● Your task: Your task is to reproduce exactly the lines that run from the beginning of the data through the line where "pub mod exporter;" appears.

Start of Stored data

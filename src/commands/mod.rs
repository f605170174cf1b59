// Copyright (c) AlphaVelocity.
// All rights reserved.
//
// This source code is licensed under the license found in the
// LICENSE file in the root directory of this source tree.

pub mod appointments;
pub mod cash;
pub mod clients;
pub mod doctor;
pub mod exporter;
pub mod professionals;
pub mod reports;
pub mod services;
pub mod settings;

use std::collections::HashMap;

use anyhow::Result;

use crate::models::RecordId;
use crate::store::{EntityStore, SqliteStore};

/// Display names for a shop's records; joins happen here, not in the engine.
pub(crate) struct Directory {
    clients: HashMap<RecordId, String>,
    professionals: HashMap<RecordId, String>,
    services: HashMap<RecordId, String>,
}

impl Directory {
    pub(crate) fn load(store: &SqliteStore, shop: &str) -> Result<Self> {
        Ok(Directory {
            clients: store
                .list_clients(shop)?
                .into_iter()
                .map(|c| (c.id, c.name))
                .collect(),
            professionals: store
                .list_professionals(shop)?
                .into_iter()
                .map(|p| (p.id, p.name))
                .collect(),
            services: store
                .list_services(shop)?
                .into_iter()
                .map(|s| (s.id, s.name))
                .collect(),
        })
    }

    fn name(map: &HashMap<RecordId, String>, id: RecordId) -> String {
        map.get(&id).cloned().unwrap_or_else(|| format!("#{}", id))
    }

    pub(crate) fn client(&self, id: RecordId) -> String {
        Self::name(&self.clients, id)
    }

    pub(crate) fn professional(&self, id: RecordId) -> String {
        Self::name(&self.professionals, id)
    }

    pub(crate) fn service(&self, id: RecordId) -> String {
        Self::name(&self.services, id)
    }
}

End of Stored data

● Finished task:
filename src/commands/mod.rs
repository f605170174cf1b59
// Copyright (c) AlphaVelocity.
// All rights reserved.
//
// This source code is licensed under the license found in the
// LICENSE file in the root directory of this source tree.

pub mod appointments;
pub mod cash;
pub mod clients;
pub mod doctor;
pub mod exporter;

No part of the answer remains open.